I received one call regarding my application as a hotel receptionist and though it was part-time he still wanted me to become flexible on the times of work. That alone made me decide not to go further with the interview as I really can't be much flexible. I can work full-time, but it must be fixed hours like the usual 9-5 jobs. Until now all my applications were not considered and this makes me feel so useless and worthless.
Then I tried focusing on oDesk for fully online jobs which was recommended by a dear friend/mommy/blogger named Mommy Iris of
entrepremom.info. I improved my profile and took various tests to get myself ready. One buyer offered me a job and after getting through the interview, he said he wanted me for the position. I was so happy that for the first time I will have a job and this is something I would love to do. It's an admin job and I can work on the comforts of my home. But at this very moment we haven't started yet so the real score is, I'm not yet hired. I've applied to other jobs too, but haven't got my luck still.
I just feel so down and disappointed. I don't know what's wrong with me. I want to think that corporate jobs may not really be for me, but I still don't have answer to my question, "WHY?". Then while waiting for my luck, I thought of considering the suggestion of my UK friends of doing a catering business for Pinoy auditors around since they do host parties often and pay so much for food. I tried researching about it and I already started making my business plan. Then another thing crossed my mind, "what if no one orders?", "what if they don't trust my cooking skills?", "what if I get negative feedbacks?" and so much more what ifs. And I know for myself that I am not good, not even close.

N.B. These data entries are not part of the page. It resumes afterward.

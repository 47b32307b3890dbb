use tracing::info;

use super::repo::{ProfilePatch, User};
use crate::{
    error::AppError,
    state::AppState,
    validation::{patch_non_empty, require_non_negative},
};

pub async fn profile(st: &AppState, user_id: i64) -> Result<User, AppError> {
    st.users
        .find_by_id(user_id)
        .await?
        .ok_or(AppError::NotFound("User"))
}

/// Absent fields stay as they are. Names may not be blanked; `program` and
/// `advisor` may be set to empty.
pub async fn update_profile(
    st: &AppState,
    user_id: i64,
    patch: ProfilePatch,
) -> Result<User, AppError> {
    patch_non_empty("first_name", patch.first_name.as_ref())?;
    patch_non_empty("last_name", patch.last_name.as_ref())?;
    if let Some(year) = patch.year {
        require_non_negative("year", year)?;
    }

    profile(st, user_id).await?;

    let user = st
        .users
        .update_profile(user_id, &patch)
        .await?
        .ok_or(AppError::NotFound("User"))?;
    info!(user_id, "profile updated");
    Ok(user)
}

Others say I don't have to feel bad because I'm running a household and that I am taking good care of my daughter, but my daughter goes to school and I'm left alone at home doing nothing. House chores doesn't take the whole day to be done. While my husband and daughter's out, I do nothing. Is that how a good wife and mum should be?
Now, I don't know what am I for. Did I finish my studies and earned a degree for nothing? Why are opportunities seem so unreachable for me? I feel so bad that I'm not good at anything. All I want is to have a job that will still allow me to be a wife and a mother. I don't want this feeling anymore. Dear God, please make 2010 work for me. Please make this year MY YEAR.